Use of the A(2A) adenosine receptor as a physiological immunosuppressor and to engineer inflammation in vivo
- PMID: 12566076
- DOI: 10.1016/s0006-2952(02)01548-4
Use of the A(2A) adenosine receptor as a physiological immunosuppressor and to engineer inflammation in vivo
Abstract
Inflammation must be inhibited in order to treat, e.g., sepsis or autoimmune diseases or must be selectively enhanced to improve, for example, immunotherapies of tumors or the development of vaccines. Predictable enhancement of inflammation depends upon the knowledge of the "natural" pathways by which it is down-regulated in vivo. Extracellular adenosine and A(2A) adenosine (purinergic) receptors were identified recently as anti-inflammatory signals and as sensors of excessive inflammatory tissue damage, respectively (Ohta A and Sitkovsky M, Nature 2001;414:916-20). These molecules may function as an important part of a physiological "metabolic switch" mechanism, whereby the inflammatory stimuli-produced local tissue damage and hypoxia cause adenosine accumulation and signaling through cyclic AMP-elevating A(2A) adenosine receptors in a delayed negative feedback manner.
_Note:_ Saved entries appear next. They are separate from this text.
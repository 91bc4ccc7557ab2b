/// A stored customer record. `id` is assigned by the store and never reused.
#[derive(Debug, Clone, PartialEq, Eq)]
pub struct Cliente {
    pub id: i32,
    pub nome: String,
    pub email: Option<String>,
    pub telefone: Option<String>,
}

/// Customer data as submitted, before validation.
#[derive(Debug, Clone, PartialEq, Eq, Default)]
pub struct NewCliente {
    pub nome: String,
    pub email: Option<String>,
    pub telefone: Option<String>,
}

impl NewCliente {
    /// Trim every field; blank optional fields become `None`.
    pub fn normalized(self) -> Self {
        fn opt(v: Option<String>) -> Option<String> {
            v.map(|s| s.trim().to_string()).filter(|s| !s.is_empty())
        }
        Self {
            nome: self.nome.trim().to_string(),
            email: opt(self.email),
            telefone: opt(self.telefone),
        }
    }
}
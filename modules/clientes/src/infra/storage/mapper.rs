use crate::contract::model::{Cliente, NewCliente};
use crate::domain::validation::email_key;
use crate::infra::storage::entity::{ActiveModel, Model};
use sea_orm::{NotSet, Set};

/// Convert a database entity to a contract model
pub fn entity_to_contract(entity: Model) -> Cliente {
    Cliente {
        id: entity.id,
        nome: entity.nome,
        email: entity.email,
        telefone: entity.telefone,
    }
}

/// Insert model; the id is left to the store.
pub fn new_to_active(new: NewCliente) -> ActiveModel {
    ActiveModel {
        id: NotSet,
        email_normalizado: Set(new.email.as_deref().map(email_key)),
        nome: Set(new.nome),
        email: Set(new.email),
        telefone: Set(new.telefone),
    }
}

impl From<Model> for Cliente {
    fn from(entity: Model) -> Self {
        entity_to_contract(entity)
    }
}
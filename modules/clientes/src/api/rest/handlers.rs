use std::sync::Arc;

use axum::{
    extract::{Path, Query},
    http::{StatusCode, Uri},
    response::{Html, IntoResponse, Redirect, Response},
    Extension, Form,
};
use tracing::{error, info, warn};

use crate::api::rest::dto::{ClienteForm, ListQuery, Status};
use crate::api::rest::error::map_domain_error;
use crate::api::rest::views;
use crate::domain::error::DomainError;
use crate::domain::service::Service;

pub const LIST_PATH: &str = "/clientes";

fn redirect_with(status: Status) -> Redirect {
    Redirect::to(&format!("{LIST_PATH}?status={}", status.as_str()))
}

/// `GET /` sends the browser to the list.
pub async fn home() -> Redirect {
    Redirect::to(LIST_PATH)
}

/// List records with an empty form.
pub async fn list_clientes(
    Extension(svc): Extension<Arc<Service>>,
    Query(query): Query<ListQuery>,
    uri: Uri,
) -> Result<Html<String>, Response> {
    info!("Listing clientes");

    let status = Status::parse(query.status.as_deref());
    match svc.list_clientes().await {
        Ok(clientes) => Ok(Html(views::clientes_page(
            &clientes,
            &ClienteForm::default(),
            &[],
            status,
        ))),
        Err(e) => {
            error!("Failed to list clientes: {}", e);
            Err(map_domain_error(e, uri.path()))
        }
    }
}

/// Validate and add; on violations re-render the page with the submitted
/// values and every message (422), otherwise Post/Redirect/Get.
pub async fn create_cliente(
    Extension(svc): Extension<Arc<Service>>,
    uri: Uri,
    Form(form): Form<ClienteForm>,
) -> Result<Response, Response> {
    let form = form.trimmed();
    info!(nome = %form.nome, "Creating cliente");

    match svc.create_cliente(form.clone().into()).await {
        Ok(cliente) => {
            info!(cliente_id = cliente.id, "Cliente created");
            Ok(redirect_with(Status::Created).into_response())
        }
        Err(DomainError::Validation(errors)) => {
            warn!(errors = errors.len(), "Cliente rejected by validation");
            let messages: Vec<String> = errors.iter().map(ToString::to_string).collect();
            let clientes = svc.list_clientes().await.map_err(|e| {
                error!("Failed to list clientes: {}", e);
                map_domain_error(e, uri.path())
            })?;
            Ok((
                StatusCode::UNPROCESSABLE_ENTITY,
                Html(views::clientes_page(&clientes, &form, &messages, None)),
            )
                .into_response())
        }
        Err(e) => {
            error!("Failed to create cliente: {}", e);
            Err(map_domain_error(e, uri.path()))
        }
    }
}

/// Delete by id; an unknown id is a 404 page and nothing changes.
pub async fn delete_cliente(
    Extension(svc): Extension<Arc<Service>>,
    Path(id): Path<i32>,
    uri: Uri,
) -> Result<Redirect, Response> {
    info!("Deleting cliente: {}", id);

    match svc.delete_cliente(id).await {
        Ok(()) => Ok(redirect_with(Status::Deleted)),
        Err(e) => {
            error!("Failed to delete cliente {}: {}", id, e);
            Err(map_domain_error(e, uri.path()))
        }
    }
}
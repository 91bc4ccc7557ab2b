pub mod dto;
pub mod error;
pub mod handlers;
pub mod routes;
pub mod views;
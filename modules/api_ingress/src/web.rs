use axum::http::{header, StatusCode};
use axum::response::IntoResponse;

/// Liveness check; never touches the record store.
pub async fn health_check() -> impl IntoResponse {
    (
        StatusCode::OK,
        [(header::CONTENT_TYPE, "text/plain; charset=utf-8")],
        "ok",
    )
}
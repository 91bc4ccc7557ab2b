use std::path::{Path, PathBuf};

use anyhow::{anyhow, Context, Result};

/// Resolve the application home directory.
///
/// - `None` → `<user home>/<default_subdir>`
/// - `~` / `~/rest` → expanded against the user home
/// - relative paths → joined to the current working directory
///
/// The result is always absolute; with `create` the directory is created.
pub fn resolve_home_dir(raw: Option<String>, default_subdir: &str, create: bool) -> Result<PathBuf> {
    let user_home = || dirs::home_dir().ok_or_else(|| anyhow!("cannot determine user home directory"));

    let path = match raw.as_deref().map(str::trim) {
        None | Some("") => user_home()?.join(default_subdir),
        Some("~") => user_home()?,
        Some(p) if p.starts_with("~/") || p.starts_with("~\\") => user_home()?.join(&p[2..]),
        Some(p) => absolute(Path::new(p))?,
    };

    if create {
        std::fs::create_dir_all(&path)
            .with_context(|| format!("failed to create home dir '{}'", path.display()))?;
    }
    Ok(path)
}

fn absolute(p: &Path) -> Result<PathBuf> {
    if p.is_absolute() {
        return Ok(p.to_path_buf());
    }
    let cwd = std::env::current_dir().context("failed to read current directory")?;
    Ok(cwd.join(p))
}
use crate::config::{LoggingConfig, Section};
use std::{
    io::{IsTerminal, Write},
    path::{Path, PathBuf},
    sync::{Arc, Mutex, MutexGuard},
};
use tracing::level_filters::LevelFilter;
use tracing::Level;
use tracing_subscriber::{filter::Targets, fmt};

use file_rotate::{compression::Compression, suffix::AppendCount, ContentLimit, FileRotate};

const DEFAULT_SECTION: &str = "default";

// -------- level helpers --------
fn parse_tracing_level(s: &str) -> Option<tracing::Level> {
    match s.trim().to_ascii_lowercase().as_str() {
        "trace" => Some(Level::TRACE),
        "debug" => Some(Level::DEBUG),
        "info" => Some(Level::INFO),
        "warn" | "warning" => Some(Level::WARN),
        "error" => Some(Level::ERROR),
        "off" | "none" => None,
        _ => Some(Level::INFO),
    }
}

fn level_filter(s: &str) -> LevelFilter {
    parse_tracing_level(s)
        .map(LevelFilter::from_level)
        .unwrap_or(LevelFilter::OFF)
}

// -------- rotating writer for files --------
#[derive(Clone)]
struct RotWriter(Arc<Mutex<FileRotate<AppendCount>>>);

impl RotWriter {
    fn lock(&self) -> MutexGuard<'_, FileRotate<AppendCount>> {
        // a panic while holding the lock leaves the file usable
        self.0.lock().unwrap_or_else(|poisoned| poisoned.into_inner())
    }
}

impl<'a> fmt::MakeWriter<'a> for RotWriter {
    type Writer = RotWriter;
    fn make_writer(&'a self) -> Self::Writer {
        self.clone()
    }
}

impl Write for RotWriter {
    fn write(&mut self, buf: &[u8]) -> std::io::Result<usize> {
        self.lock().write(buf)
    }

    fn flush(&mut self) -> std::io::Result<()> {
        self.lock().flush()
    }
}

// -------- filters --------

/// Console filter: the "default" section sets the catch-all level,
/// every other key is a target prefix with its own level.
fn build_console_targets(cfg: &LoggingConfig) -> Targets {
    let default = cfg
        .get(DEFAULT_SECTION)
        .map(|s| level_filter(&s.console_level))
        .unwrap_or(LevelFilter::INFO);

    cfg.iter()
        .filter(|(name, _)| name.as_str() != DEFAULT_SECTION)
        .fold(Targets::new().with_default(default), |targets, (name, s)| {
            targets.with_target(name.clone(), level_filter(&s.console_level))
        })
}

fn build_file_targets(cfg: &LoggingConfig, default_section: &Section) -> Targets {
    let default = level_filter(&default_section.file_level);

    cfg.iter()
        .filter(|(name, s)| name.as_str() != DEFAULT_SECTION && !s.file_level.trim().is_empty())
        .fold(Targets::new().with_default(default), |targets, (name, s)| {
            targets.with_target(name.clone(), level_filter(&s.file_level))
        })
}

// -------- path resolution helpers --------

/// Resolve a log file path against `base_dir` (home_dir).
/// Absolute paths are kept as-is; relative paths are joined with `base_dir`.
fn resolve_log_path(file: &str, base_dir: &Path) -> PathBuf {
    let p = Path::new(file);
    if p.is_absolute() {
        p.to_path_buf()
    } else {
        base_dir.join(p)
    }
}

/// Create a rotating writer for log files, ensuring the parent directory exists.
fn create_rotating_writer_at_path(
    log_path: &Path,
    max_bytes: usize,
    max_backups: usize,
) -> std::io::Result<RotWriter> {
    if let Some(parent) = log_path.parent() {
        std::fs::create_dir_all(parent)?;
    }

    let rot = FileRotate::new(
        log_path,
        AppendCount::new(max_backups),
        ContentLimit::BytesSurpassed(max_bytes),
        Compression::None,
        #[cfg(unix)]
        None,
    );

    Ok(RotWriter(Arc::new(Mutex::new(rot))))
}

fn create_file_writer(section: &Section, base_dir: &Path) -> Option<RotWriter> {
    if section.file.trim().is_empty() {
        return None;
    }

    let max_bytes = section.max_size_mb.unwrap_or(100).saturating_mul(1024 * 1024);
    let max_backups = section.max_backups.unwrap_or(3);
    let log_path = resolve_log_path(section.file.trim(), base_dir);

    match create_rotating_writer_at_path(&log_path, max_bytes as usize, max_backups) {
        Ok(writer) => Some(writer),
        Err(e) => {
            // the subscriber isn't installed yet
            eprintln!(
                "Failed to initialize log file '{}': {e}",
                log_path.to_string_lossy()
            );
            None
        }
    }
}

// -------- public init --------

/// Initialize logging from a configuration.
/// - `cfg`: LoggingConfig containing the logging sections
/// - `base_dir`: base directory used to resolve relative log file paths (usually server.home_dir)
///
/// Safe to call more than once; only the first call installs a subscriber.
pub fn init_logging_from_config(cfg: &LoggingConfig, base_dir: &Path) {
    use tracing_subscriber::{layer::SubscriberExt, prelude::*, Registry};

    // Bridge `log` → `tracing` *before* installing the subscriber
    let _ = tracing_log::LogTracer::init();

    if cfg.is_empty() {
        init_default_logging();
        return;
    }

    let console_layer = fmt::layer()
        .with_ansi(std::io::stdout().is_terminal())
        .with_target(true)
        .with_level(true)
        .with_timer(fmt::time::UtcTime::rfc_3339())
        .with_filter(build_console_targets(cfg));

    let file_layer = cfg.get(DEFAULT_SECTION).and_then(|section| {
        let writer = create_file_writer(section, base_dir)?;
        Some(
            fmt::layer()
                .json()
                .with_ansi(false)
                .with_target(true)
                .with_level(true)
                .with_timer(fmt::time::UtcTime::rfc_3339())
                .with_writer(writer)
                .with_filter(build_file_targets(cfg, section)),
        )
    });

    let _ = Registry::default()
        .with(console_layer)
        .with(file_layer)
        .try_init();
}

fn init_default_logging() {
    let _ = fmt()
        .with_target(true)
        .with_timer(fmt::time::UtcTime::rfc_3339())
        .try_init();
}

// =================== tests ===================
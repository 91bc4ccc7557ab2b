use anyhow::Result;

/// Resolve once the process receives SIGINT/SIGTERM (Ctrl+C on other platforms).
pub async fn wait_for_shutdown() -> Result<()> {
    #[cfg(unix)]
    {
        use tokio::signal::unix::{signal, SignalKind};
        let mut sigterm = signal(SignalKind::terminate())?;
        let mut sigint = signal(SignalKind::interrupt())?;
        tokio::select! {
            _ = sigterm.recv() => tracing::info!("shutdown: SIGTERM received"),
            _ = sigint.recv() => tracing::info!("shutdown: SIGINT received"),
        }
        Ok(())
    }

    #[cfg(not(unix))]
    {
        tokio::signal::ctrl_c().await?;
        tracing::info!("shutdown: Ctrl+C received");
        Ok(())
    }
}
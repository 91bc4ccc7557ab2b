pub mod error;
pub mod repo;
pub mod service;
pub mod validation;
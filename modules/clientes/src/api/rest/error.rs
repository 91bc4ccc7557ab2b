use axum::http::StatusCode;
use axum::response::{Html, IntoResponse, Response};

use crate::api::rest::views;
use crate::contract::error::ClientesError;
use crate::domain::error::DomainError;

/// Map domain error to an HTML error response.
///
/// Database details are logged here and never reach the page; the page is
/// rendered from the public [`ClientesError`].
pub fn map_domain_error(e: DomainError, instance: &str) -> Response {
    if let DomainError::Database { .. } = &e {
        tracing::error!(error = ?e, instance, "Database error occurred");
    }
    error_response(&ClientesError::from(e))
}

/// Validation errors are normally re-rendered by the create handler with the
/// form; this arm only covers callers that don't do that.
pub fn error_response(e: &ClientesError) -> Response {
    let (status, title, detail) = match e {
        ClientesError::NotFound { id } => (
            StatusCode::NOT_FOUND,
            "Not found",
            format!("Cliente {id} was not found."),
        ),
        ClientesError::Validation { messages } => (
            StatusCode::UNPROCESSABLE_ENTITY,
            "Invalid data",
            messages.join(" "),
        ),
        ClientesError::Internal => (
            StatusCode::INTERNAL_SERVER_ERROR,
            "Internal error",
            "An internal error occurred. Please try again later.".to_string(),
        ),
    };
    (status, Html(views::error_page(title, &detail))).into_response()
}

/// Unmatched paths get the same HTML error page.
pub async fn not_found_fallback() -> Response {
    (
        StatusCode::NOT_FOUND,
        Html(views::error_page("Not found", "This page does not exist.")),
    )
        .into_response()
}

#[cfg(test)]
mod tests {
    use super::*;

    async fn body(resp: Response) -> String {
        let bytes = axum::body::to_bytes(resp.into_body(), usize::MAX)
            .await
            .unwrap();
        String::from_utf8(bytes.to_vec()).unwrap()
    }

    #[tokio::test]
    async fn database_details_stay_out_of_the_page() {
        let resp = map_domain_error(
            DomainError::database("disk I/O error at /var/db"),
            "/clientes",
        );
        assert_eq!(resp.status(), StatusCode::INTERNAL_SERVER_ERROR);
        let html = body(resp).await;
        assert!(html.contains("An internal error occurred"));
        assert!(!html.contains("disk I/O"));
    }

    #[tokio::test]
    async fn not_found_and_validation_statuses() {
        let resp = map_domain_error(DomainError::not_found(42), "/deletar/42");
        assert_eq!(resp.status(), StatusCode::NOT_FOUND);
        assert!(body(resp).await.contains("Cliente 42 was not found."));

        let resp = error_response(&ClientesError::Validation {
            messages: vec!["name is required.".into()],
        });
        assert_eq!(resp.status(), StatusCode::UNPROCESSABLE_ENTITY);
        assert!(body(resp).await.contains("name is required."));
    }
}
//! Database handle shared by the server and its modules.
//!
//! [`DbHandle`] owns one sqlx pool (SQLite or PostgreSQL) and exposes the
//! matching SeaORM connection for repositories. Connection strings are
//! normalized by [`dsn`] before the engine is detected.
//!
//! # Example
//! ```rust,no_run
//! # async fn demo() -> db::Result<()> {
//! use db::{ConnectOpts, DbHandle};
//!
//! let db = DbHandle::connect("sqlite::memory:", ConnectOpts::default()).await?;
//! let conn = db.sea();
//! # drop(conn);
//! db.close().await;
//! # Ok(())
//! # }
//! ```

pub mod dsn;

use std::time::Duration;

use sea_orm::DatabaseConnection;
use sqlx::pool::PoolOptions;
use thiserror::Error;

#[cfg(feature = "pg")]
use sea_orm::SqlxPostgresConnector;
#[cfg(feature = "sqlite")]
use sea_orm::SqlxSqliteConnector;
#[cfg(feature = "pg")]
use sqlx::{PgPool, Postgres};
#[cfg(feature = "sqlite")]
use sqlx::{
    sqlite::{SqliteConnectOptions, SqliteJournalMode, SqliteSynchronous},
    Sqlite, SqlitePool,
};

pub use dsn::{absolutize_sqlite_dsn, is_memory_dsn, normalize_scheme, redact_credentials_in_dsn};

/// Library-local result type.
pub type Result<T> = std::result::Result<T, DbError>;

/// Typed error for the DB handle and helpers.
#[derive(Debug, Error)]
pub enum DbError {
    #[error("Unknown DSN: {0}")]
    UnknownDsn(String),

    #[error("Invalid DSN: {0}")]
    InvalidDsn(String),

    #[error("Feature not enabled: {0}")]
    FeatureDisabled(&'static str),

    #[error(transparent)]
    Sqlx(#[from] sqlx::Error),

    #[error(transparent)]
    Sea(#[from] sea_orm::DbErr),

    #[error(transparent)]
    Io(#[from] std::io::Error),
}

/// Supported engines.
#[derive(Clone, Copy, Debug, PartialEq, Eq)]
pub enum DbEngine {
    Postgres,
    Sqlite,
}

/// Pool options; each driver applies the subset it supports.
#[derive(Clone, Debug)]
pub struct ConnectOpts {
    /// Maximum number of connections in the pool. Ignored for in-memory SQLite.
    pub max_conns: Option<u32>,
    /// Timeout to acquire a connection from the pool.
    pub acquire_timeout: Option<Duration>,
    /// Idle timeout before a connection is closed.
    pub idle_timeout: Option<Duration>,
    /// Ping connections before handing them out.
    pub test_before_acquire: bool,
    /// SQLite `busy_timeout` for file databases.
    pub sqlite_busy_timeout: Option<Duration>,
    /// For SQLite file DSNs, create parent directories if missing.
    pub create_sqlite_dirs: bool,
}

impl Default for ConnectOpts {
    fn default() -> Self {
        Self {
            max_conns: Some(10),
            acquire_timeout: Some(Duration::from_secs(30)),
            idle_timeout: None,
            test_before_acquire: true,
            sqlite_busy_timeout: Some(Duration::from_millis(5000)),
            create_sqlite_dirs: true,
        }
    }
}

/// One concrete sqlx pool.
#[derive(Clone, Debug)]
enum DbPool {
    #[cfg(feature = "pg")]
    Postgres(PgPool),
    #[cfg(feature = "sqlite")]
    Sqlite(SqlitePool),
}

/// Main handle.
#[derive(Debug)]
pub struct DbHandle {
    engine: DbEngine,
    pool: DbPool,
    dsn: String,
    sea: DatabaseConnection,
}

impl DbHandle {
    /// Detect engine by DSN scheme. Call on a normalized DSN.
    pub fn detect(dsn: &str) -> Result<DbEngine> {
        let s = dsn.trim_start();
        if s.starts_with("postgres://") || s.starts_with("postgresql://") {
            Ok(DbEngine::Postgres)
        } else if s.starts_with("sqlite:") {
            Ok(DbEngine::Sqlite)
        } else {
            Err(DbError::UnknownDsn(redact_credentials_in_dsn(dsn)))
        }
    }

    /// Normalize the DSN, connect and build the handle.
    pub async fn connect(dsn: &str, opts: ConnectOpts) -> Result<Self> {
        let dsn = normalize_scheme(dsn);
        let engine = Self::detect(&dsn)?;
        tracing::debug!(
            dsn = %redact_credentials_in_dsn(&dsn),
            engine = ?engine,
            "Opening database pool"
        );

        match engine {
            #[cfg(feature = "pg")]
            DbEngine::Postgres => {
                let pool = pool_options::<Postgres>(&opts).connect(&dsn).await?;
                let sea = SqlxPostgresConnector::from_sqlx_postgres_pool(pool.clone());
                Ok(Self {
                    engine,
                    pool: DbPool::Postgres(pool),
                    dsn,
                    sea,
                })
            }
            #[cfg(feature = "sqlite")]
            DbEngine::Sqlite => {
                use std::str::FromStr;

                if opts.create_sqlite_dirs {
                    prepare_sqlite_path(&dsn)?;
                }

                let in_memory = is_memory_dsn(&dsn);
                let mut connect = SqliteConnectOptions::from_str(&dsn)?.create_if_missing(true);
                if !in_memory {
                    connect = connect
                        .journal_mode(SqliteJournalMode::Wal)
                        .synchronous(SqliteSynchronous::Normal);
                    if let Some(t) = opts.sqlite_busy_timeout {
                        connect = connect.busy_timeout(t);
                    }
                }

                let mut o = pool_options::<Sqlite>(&opts);
                if in_memory {
                    // Every connection would otherwise see its own empty database.
                    o = o
                        .max_connections(1)
                        .min_connections(1)
                        .idle_timeout(None::<Duration>)
                        .max_lifetime(None::<Duration>);
                }

                let pool = o.connect_with(connect).await?;
                let sea = SqlxSqliteConnector::from_sqlx_sqlite_pool(pool.clone());
                Ok(Self {
                    engine,
                    pool: DbPool::Sqlite(pool),
                    dsn,
                    sea,
                })
            }
            #[cfg(not(feature = "pg"))]
            DbEngine::Postgres => Err(DbError::FeatureDisabled("PostgreSQL feature not enabled")),
            #[cfg(not(feature = "sqlite"))]
            DbEngine::Sqlite => Err(DbError::FeatureDisabled("SQLite feature not enabled")),
        }
    }

    /// Graceful pool close.
    pub async fn close(self) {
        match self.pool {
            #[cfg(feature = "pg")]
            DbPool::Postgres(p) => p.close().await,
            #[cfg(feature = "sqlite")]
            DbPool::Sqlite(p) => p.close().await,
        }
    }

    pub fn engine(&self) -> DbEngine {
        self.engine
    }

    /// DSN actually used for the connection (normalized, may contain credentials).
    pub fn dsn(&self) -> &str {
        &self.dsn
    }

    /// SeaORM connection (clone; cheap handle over the same pool).
    pub fn sea(&self) -> DatabaseConnection {
        self.sea.clone()
    }
}

// ===================== helpers =====================

fn pool_options<DB: sqlx::Database>(opts: &ConnectOpts) -> PoolOptions<DB> {
    let mut o = PoolOptions::<DB>::new().test_before_acquire(opts.test_before_acquire);
    if let Some(n) = opts.max_conns {
        o = o.max_connections(n);
    }
    if let Some(t) = opts.acquire_timeout {
        o = o.acquire_timeout(t);
    }
    if let Some(t) = opts.idle_timeout {
        o = o.idle_timeout(t);
    }
    o
}

#[cfg(feature = "sqlite")]
fn prepare_sqlite_path(dsn: &str) -> Result<()> {
    if is_memory_dsn(dsn) {
        return Ok(());
    }

    let raw = dsn
        .strip_prefix("sqlite://")
        .or_else(|| dsn.strip_prefix("sqlite:"))
        .unwrap_or(dsn);
    let path = raw.split('?').next().unwrap_or(raw);

    if !path.starts_with("file:") {
        if let Some(parent) = std::path::Path::new(path).parent() {
            if !parent.as_os_str().is_empty() {
                // One-time blocking call during startup.
                std::fs::create_dir_all(parent)?;
            }
        }
    }
    Ok(())
}

// ===================== tests =====================
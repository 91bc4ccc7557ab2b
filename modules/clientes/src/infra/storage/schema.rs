use anyhow::Context;
use sea_orm::{ConnectionTrait, Schema};
use tracing::info;

use crate::infra::storage::entity::Entity;

/// Create the `cliente` table if it does not exist yet.
///
/// The primary key is `AUTOINCREMENT` on SQLite and `serial` on PostgreSQL,
/// so ids of deleted rows are never handed out again. `email_normalizado`
/// carries a UNIQUE constraint; NULLs (no email) never collide.
pub async fn ensure_schema<C>(conn: &C) -> anyhow::Result<()>
where
    C: ConnectionTrait,
{
    let backend = conn.get_database_backend();
    let mut table = Schema::new(backend).create_table_from_entity(Entity);
    table.if_not_exists();

    conn.execute(backend.build(&table))
        .await
        .context("failed to create table 'cliente'")?;

    info!(backend = ?backend, "Schema ready");
    Ok(())
}
use thiserror::Error;

use crate::domain::validation::ValidationError;

/// Domain-specific errors using thiserror
#[derive(Error, Debug)]
pub enum DomainError {
    #[error("Cliente not found: {id}")]
    NotFound { id: i32 },

    #[error("Validation failed: {}", join(.0))]
    Validation(Vec<ValidationError>),

    #[error("Database error: {message}")]
    Database { message: String },
}

fn join(errors: &[ValidationError]) -> String {
    errors
        .iter()
        .map(ToString::to_string)
        .collect::<Vec<_>>()
        .join(" ")
}

impl DomainError {
    pub fn not_found(id: i32) -> Self {
        Self::NotFound { id }
    }

    pub fn database(message: impl Into<String>) -> Self {
        Self::Database {
            message: message.into(),
        }
    }

    /// Full error chain of a repository failure, for logs.
    pub fn from_repo(e: anyhow::Error) -> Self {
        Self::database(format!("{e:#}"))
    }
}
Patterns of A(2A) receptor expression are activation- and differentiation-dependent, thereby allowing for the "acquisition" of an immunosuppressive "OFF button" and creation of a time-window for immunomodulation. Identification of A(2A) adenosine receptors as "natural" brakes of inflammation provided a useful framework for understanding how tissues regulate inflammation and how to enhance or decrease (engineer) inflammation by targeting this endogenous anti-inflammatory pathway. These findings point to the need of more detailed testing of anti-inflammatory agonists of A(2A) receptors and create a previously unrecognized strategy to enhance inflammation and targeted tissue damage by using antagonists of A(2A) receptors. It is important to further identify the contributions of different types of immune cells at different stages of the inflammatory processes in different tissues to enable the "tailored" treatments with drugs that modulate the signaling through A(2A) purinergic receptors.